Belanja online. - Foto dibuat oleh AI - StockCake
Harianjogja.com, JAKARTA—Tingkat konsumsi rumah tangga pada 2024 belum pulih seperti masa sebelum pandemi Covid-19. Meski demikian konsumsi rumah tangga tetap tercatat tumbuh.
Badan Pusat Statistik (BPS) mencatat komponen pengeluaran konsumsi rumah tangga pada 2024 bila dibandingkan dengan 2023 atau secara kumulatif, tumbuh 4,94%. Pertumbuhan tersebut lebih tinggi dari 2023 yang sebesar 4,82%.
“Kelompok konsumsi yang tumbuh tinggi antara lain transportasi dan komunikasi, serta restoran dan hotel,” ujar Plt. Kepala BPS Amalia Adininggar Widyasanti dalam konferensi pers, Rabu (5/2/2025).
Secara historis dalam 15 tahun terakhir atau sejak 2011, konsumsi rumah tangga paling tinggi tumbuh sebesar 5,49% pada 2012 silam.
Setelah anjlok ke -2,63% pada 2020 karena pandemi Covid-19, konsumsi rumah tangga perlahan-lahan memang tumbuh, tetapi hingga 2024 tak sampai menyentuh 5%.
Dari total pertumbuhan ekonomi 2024 sebesar 5,03%, konsumsi rumah tangga menjadi sumber utama dengan kontribusi sebesar 2,6%. Kemudian diikuti Pembentukan Modal Tetap Bruto (PMTB) sebesar 1,43%, Konsumsi Pemerintah 0,48%, dan Lainnya sebesar 0,53%.
Sayangnya, pertumbuhan semua itu yang tercatat lebih tinggi dari 2023 harus terkoreksi dengan sumbangan negatif 0,01% dari net ekspor.

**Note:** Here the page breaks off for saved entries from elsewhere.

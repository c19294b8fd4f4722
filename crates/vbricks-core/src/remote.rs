//! Peer engines hosting bricks.
//!
//! The factory only needs to queue command lines for a peer; the TCP side
//! (handshake, reader, writer) lives in the `vbricks-remote` crate, which
//! installs a [`RemoteLink`] once a connection is authenticated.

use crate::config::{split_assignment, LineCursor};
use crate::error::Result;
use chrono::{DateTime, Utc};
use std::collections::BTreeMap;
use std::fmt::Write as _;
use tokio::sync::mpsc;

/// Fixed TCP port of the remote-control protocol.
pub const REMOTE_PORT: u16 = 1050;

/// Outgoing half of an authenticated connection.
#[derive(Debug, Clone)]
pub struct RemoteLink {
    tx: mpsc::UnboundedSender<String>,
    connected_at: DateTime<Utc>,
}

impl RemoteLink {
    pub fn new(tx: mpsc::UnboundedSender<String>) -> Self {
        Self {
            tx,
            connected_at: Utc::now(),
        }
    }

    /// Queue one command line. Returns `false` once the writer is gone.
    pub fn send(&self, line: &str) -> bool {
        self.tx.send(line.to_string()).is_ok()
    }

    pub fn is_open(&self) -> bool {
        !self.tx.is_closed()
    }

    pub fn connected_at(&self) -> DateTime<Utc> {
        self.connected_at
    }
}

/// A peer engine instance.
#[derive(Debug, Clone)]
pub struct RemoteHost {
    pub addr: String,
    pub port: u16,
    pub password: String,
    /// Directory holding disk images on the peer.
    pub basepath: String,
    pub autoconnect: bool,
    pub link: Option<RemoteLink>,
    /// UDP ports reported by wires running on the peer.
    pub udp_ports: BTreeMap<String, u16>,
}

impl RemoteHost {
    pub fn new(addr: impl Into<String>) -> Self {
        Self {
            addr: addr.into(),
            port: REMOTE_PORT,
            password: String::new(),
            basepath: String::new(),
            autoconnect: false,
            link: None,
            udp_ports: BTreeMap::new(),
        }
    }

    pub fn connected(&self) -> bool {
        self.link.as_ref().is_some_and(RemoteLink::is_open)
    }

    /// Queue a command for the peer. Dropped with a warning when offline.
    pub fn send(&self, line: &str) -> bool {
        match &self.link {
            Some(link) if link.send(line) => {
                tracing::debug!(host = %self.addr, line, "Forwarded to remote host");
                true
            }
            _ => {
                tracing::warn!(host = %self.addr, line, "Remote host not connected, command dropped");
                false
            }
        }
    }

    /// Append a `[RemoteHost:<addr>]` section.
    pub fn save_to(&self, out: &mut String) {
        let _ = writeln!(out, "[RemoteHost:{}]", self.addr);
        let _ = writeln!(out, "port={}", self.port);
        let _ = writeln!(out, "password={}", self.password);
        let _ = writeln!(out, "basepath={}", self.basepath);
        let _ = writeln!(
            out,
            "autoconnect={}",
            if self.autoconnect { "True" } else { "False" }
        );
        out.push('\n');
    }

    /// Read the body of a `[RemoteHost:<addr>]` section.
    pub fn load_from(addr: &str, cursor: &mut LineCursor) -> Result<Self> {
        let mut host = RemoteHost::new(addr);
        while let Some(line) = cursor.peek() {
            if line.trim().is_empty() {
                cursor.next_line();
                break;
            }
            let Some((key, value)) = split_assignment(line) else {
                break;
            };
            match key {
                "port" => host.port = value.trim().parse().unwrap_or(REMOTE_PORT),
                "password" => host.password = value.to_string(),
                "basepath" => host.basepath = value.trim().to_string(),
                "autoconnect" => host.autoconnect = value.trim().eq_ignore_ascii_case("true"),
                other => tracing::warn!(host = %addr, key = other, "Ignoring unknown remote host key"),
            }
            cursor.next_line();
        }
        Ok(host)
    }
}

#[cfg(test)]
mod tests {
    use super::*;

    #[test]
    fn test_section_round_trip() {
        let mut host = RemoteHost::new("10.0.0.2");
        host.password = "s3cret".into();
        host.basepath = "/srv/images".into();
        host.autoconnect = true;
        let mut out = String::new();
        host.save_to(&mut out);

        let mut cursor = LineCursor::new(&out);
        cursor.next_line();
        let loaded = RemoteHost::load_from("10.0.0.2", &mut cursor).unwrap();
        assert_eq!(loaded.port, REMOTE_PORT);
        assert_eq!(loaded.password, "s3cret");
        assert_eq!(loaded.basepath, "/srv/images");
        assert!(loaded.autoconnect);
    }

    #[tokio::test]
    async fn test_send_through_link() {
        let (tx, mut rx) = mpsc::unbounded_channel();
        let mut host = RemoteHost::new("10.0.0.2");
        assert!(!host.send("sw1 on"));

        host.link = Some(RemoteLink::new(tx));
        assert!(host.connected());
        assert!(host.send("sw1 on"));
        assert_eq!(rx.recv().await.as_deref(), Some("sw1 on"));

        drop(rx);
        assert!(!host.connected());
    }
}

Padahal pada 2023, net ekspor menjadi sumber pertumbuhan ekonomi sebesar 0,66%.B
BACA JUGA: Satu Bulan di Awal 2025, Terjadi 160 Kecelakaan Lalu Lintas di Bantul
Direktur Eksekutif Segara Research Institute Piter Abdullah menilai konsumsi rumah tangga pada dasarnya sulit untuk meningkat dalam kondisi daya beli yang rendah.
Sebagaimana rendahnya daya beli tersebut tercermin salah satunya dari inflasi yang melandai sepanjang 2024, serta penjualan domestik sepeda motor terkontraksi sebesar 3,6% YoY.
“Rumah tangga sulit untuk meningkat dalam likuiditas yang ketat, serta ketidakpastian yang tinggi,” ujarnya, Rabu (5/2/2025).
Piter melihat kelompok bawah kehilangan daya beli sementara kelompok atas lebih memilih menyimpan uangnya ketimbang melakukan konsumsi.
Hal tersebut tercermin dari data Lembaga Penjamin Simpanan (LPS) yang mencatat bahwa tabungan golongan nominal tertinggi alias di atas Rp5 miliar tumbuh 3,99% YoY pada Desember 2024, lebih tinggi dari laju pertumbuhan tahun sebelumnya yang sebesar 3,51%.
Pada saat bersamaan, tabungan masyarakat dengan saldo Rp1 juta hingga Rp100 juta tumbuh pada kisaran 5% YoY pada akhir Desember 2024.
Untuk itu, Piter menilai pemerintah perlu mencari terobosan kebijakan untuk mengungkit konsumsi lebih tinggi dan pada akhirnya mendorong pertumbuhan ekonomi untuk naik lebih signifikan. “Tugas pemerintah untuk mencari kebijakan apa yang harus dilakukan,” tuturnya.
Adapun pada dua bulan pertama 2025, pemerintah memberlakukan diskon tarif listrik sebesar 50% untuk pelanggan R1 dengan kapasitas sampai dengan 2.200 va demi menjaga daya beli masyarakat.
Kepala Badan Kebijakan Fiskal (BKF) Kemenkeu Febrio Nathan Kacaribu menyampaikan kebijakan tersebut nyatanya mampu menekan inflasi tahunan, bahkan terjadi deflasi bulanan, di tengah kenaikan harga sejumlah komoditas pangan akibat musim hujan.
"Kebijakan ini berdampak positif bagi perekonomian sehingga daya beli masyarakat tetap terjaga," ujarnya dalam keterangan resmi, Senin (3/2/2025).